老子小話 VOL 1226(2024.05.25配信)

Though little fire grows great with little wind,
Yet extreme gusts will blow out fire and all.
Shakespeare) 

 

小さな炎は小さな風なら大きく燃え上がるが、

烈風にあえばあえなく吹き消されてしまう

 

今回の言葉はシェイクスピアの「じゃじゃ馬ならし」よりお届けします。

この言葉の意味は深いです。

まずはじめに、科学的にも真実を言っています。

小さな炎に風を吹き込めば、酸素が余計に吹き込まれるので、燃焼は加速され燃え上がります。

しかし、風が大きくなると、燃焼する物質自体が吹き飛ばされるので、火は消えてしまう。

ロウソクの火を思い浮かべれば明らかです。

一方、小さな炎を野心と考えます。

例えば、野球が得意で将来プロ野球の選手になろうという野心を持つ少年がいたとします。

少年野球チームでは、選手同士の実力が伯仲しているので、野心はさらに燃え上がる。

運よく野球が強い名門校に入ることができ、そこで実力のずば抜けた選手に出会う。

すると実力差がはなはだしいことを知り、野心は一気にしぼんでしまう。

スポーツだけでなく、教育や芸術の世界でも、はたまた恋の世界でも、これは起こりえます。

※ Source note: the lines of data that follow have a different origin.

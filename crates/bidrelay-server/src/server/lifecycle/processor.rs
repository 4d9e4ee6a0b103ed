use super::completion::ReplyWriter;
use crate::server::{registry::VendorRegistry, stats::StoreStats, vendor::BidAggregator};
use bidrelay_core::proto::store::{ProductInfo, ProductQuery, ProductReply};
use std::sync::Arc;
use tokio::runtime::Handle;

/// Turns one accepted query into a reply.
///
/// Runs on a pool thread: the registry is read from disk and the vendor
/// fan-out is driven on the server's runtime through [`Handle::block_on`],
/// so the thread is occupied for the whole request.
pub struct BidProcessor {
    registry: VendorRegistry,
    aggregator: BidAggregator,
    runtime: Handle,
    stats: Arc<StoreStats>,
}

impl BidProcessor {
    pub fn new(
        registry: VendorRegistry,
        aggregator: BidAggregator,
        runtime: Handle,
        stats: Arc<StoreStats>,
    ) -> Self {
        Self {
            registry,
            aggregator,
            runtime,
            stats,
        }
    }

    pub fn process(&self, query: ProductQuery, writer: ReplyWriter) {
        let span = tracing::info_span!(
            "get_products",
            tag = writer.tag(),
            product = %query.product_name
        );
        let _guard = span.enter();

        let reply = self.build_reply(&query.product_name);
        tracing::debug!(bids = reply.products.len(), "reply ready");
        writer.finish(Ok(reply));
    }

    /// Must not be called from inside the runtime.
    pub fn build_reply(&self, product_name: &str) -> ProductReply {
        // An unreadable registry is an empty one.
        let endpoints = self.registry.load().unwrap_or_else(|e| {
            tracing::warn!(error = %e, "vendor registry unavailable");
            self.stats.registry_error();
            Vec::new()
        });

        let aggregation = self
            .runtime
            .block_on(self.aggregator.aggregate(product_name, &endpoints));

        for failure in &aggregation.failures {
            tracing::warn!(error = %failure, "skipping vendor");
            self.stats.vendor_failure();
        }
        self.stats.bids_returned(aggregation.bids.len());

        ProductReply {
            products: aggregation
                .bids
                .into_iter()
                .map(ProductInfo::from)
                .collect(),
        }
    }
}
//! # Bid and Vendor Endpoint Types
//!
//! - [`Bid`] - One vendor's answer for one product: who quoted and at what
//!   price. Converts from the wire [`BidReply`] and into the wire
//!   [`ProductInfo`].
//! - [`VendorEndpoint`] - The network address of one vendor, as read from the
//!   registry. Immutable once loaded, so the same set can be shared by any
//!   number of in-flight requests.

use crate::proto::{store::ProductInfo, vendor::BidReply};
use core::fmt;

/// A single vendor quote.
#[derive(Clone, Debug, PartialEq)]
pub struct Bid {
    pub vendor_id: String,
    pub price: f64,
}

impl Bid {
    pub fn new(vendor_id: impl Into<String>, price: f64) -> Self {
        Self {
            vendor_id: vendor_id.into(),
            price,
        }
    }
}

impl From<BidReply> for Bid {
    fn from(reply: BidReply) -> Self {
        Self {
            vendor_id: reply.vendor_id,
            price: reply.price,
        }
    }
}

impl From<Bid> for ProductInfo {
    fn from(bid: Bid) -> Self {
        Self {
            price: bid.price,
            vendor_id: bid.vendor_id,
        }
    }
}

impl From<Bid> for BidReply {
    fn from(bid: Bid) -> Self {
        Self {
            price: bid.price,
            vendor_id: bid.vendor_id,
        }
    }
}

/// Network address of one bidding vendor (`host:port`, optionally with a
/// scheme).
#[derive(Clone, Debug, PartialEq, Eq, Hash)]
pub struct VendorEndpoint {
    address: String,
}

impl VendorEndpoint {
    /// Parses one registry line. Surrounding whitespace is ignored and blank
    /// lines yield `None`.
    pub fn parse(line: &str) -> Option<Self> {
        let address = line.trim();
        if address.is_empty() {
            None
        } else {
            Some(Self {
                address: address.to_owned(),
            })
        }
    }

    /// The address exactly as it appeared in the registry.
    pub fn as_str(&self) -> &str {
        &self.address
    }

    /// The address as a URI suitable for a gRPC channel. Bare `host:port`
    /// addresses are assumed to speak plaintext HTTP/2.
    pub fn uri(&self) -> String {
        if self.address.contains("://") {
            self.address.clone()
        } else {
            format!("http://{}", self.address)
        }
    }
}

impl fmt::Display for VendorEndpoint {
    fn fmt(&self, f: &mut fmt::Formatter<'_>) -> fmt::Result {
        f.write_str(&self.address)
    }
}

#[cfg(test)]
mod tests {
    use super::*;

    #[test]
    fn parse_skips_blank_lines() {
        assert_eq!(VendorEndpoint::parse(""), None);
        assert_eq!(VendorEndpoint::parse("   \t"), None);
        let endpoint = VendorEndpoint::parse("  vendorA:9001\r").unwrap();
        assert_eq!(endpoint.as_str(), "vendorA:9001");
        assert_eq!(endpoint.to_string(), "vendorA:9001");
    }

    #[test]
    fn uri_adds_scheme_only_when_missing() {
        let bare = VendorEndpoint::parse("127.0.0.1:9001").unwrap();
        assert_eq!(bare.uri(), "http://127.0.0.1:9001");

        let https = VendorEndpoint::parse("https://vendor.example:443").unwrap();
        assert_eq!(https.uri(), "https://vendor.example:443");
    }

    #[test]
    fn bid_converts_to_wire_types() {
        let bid = Bid::from(BidReply {
            price: 10.0,
            vendor_id: "A".into(),
        });
        assert_eq!(bid, Bid::new("A", 10.0));

        let info = ProductInfo::from(bid);
        assert_eq!(info.vendor_id, "A");
        assert_eq!(info.price, 10.0);
    }
}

実力が競っているときは競争になりますが、格段に違うと勝負にならない。

戦争の場合もそうです。軍事力の差が歴然と現れます。

劣勢の側を支援してはじめて何とか戦えるわけで、今の世界では各地でそれが見られます。

シェイクスピアの言葉は、小さな世界から視野を広げて大きな世界を見ようとまず言います。

大きな世界では烈風が吹き荒れるときもあると覚悟する。

小さな炎をどう燃え続けさせるかが問題になる。

最近のビジネスでは、スモール・ビジネスが話題になっています。

事業を始めるとき、いきなり大きな投資をしてもリスクが大きい。

人員も設備も最小限にして事業をはじめ、市場の反応を見て継続するか判断する。

たとえ止めても傷は浅い。

継続しても、烈風に遭わないように規模を拡大せず、顧客の新たなニーズを開拓する。

シェイクスピアの言葉をしっかり胸に抱きしめて、ビジネスを展開する。

自然界の真理を自分の生き方に反映させる、まさに老荘的な言葉といえます。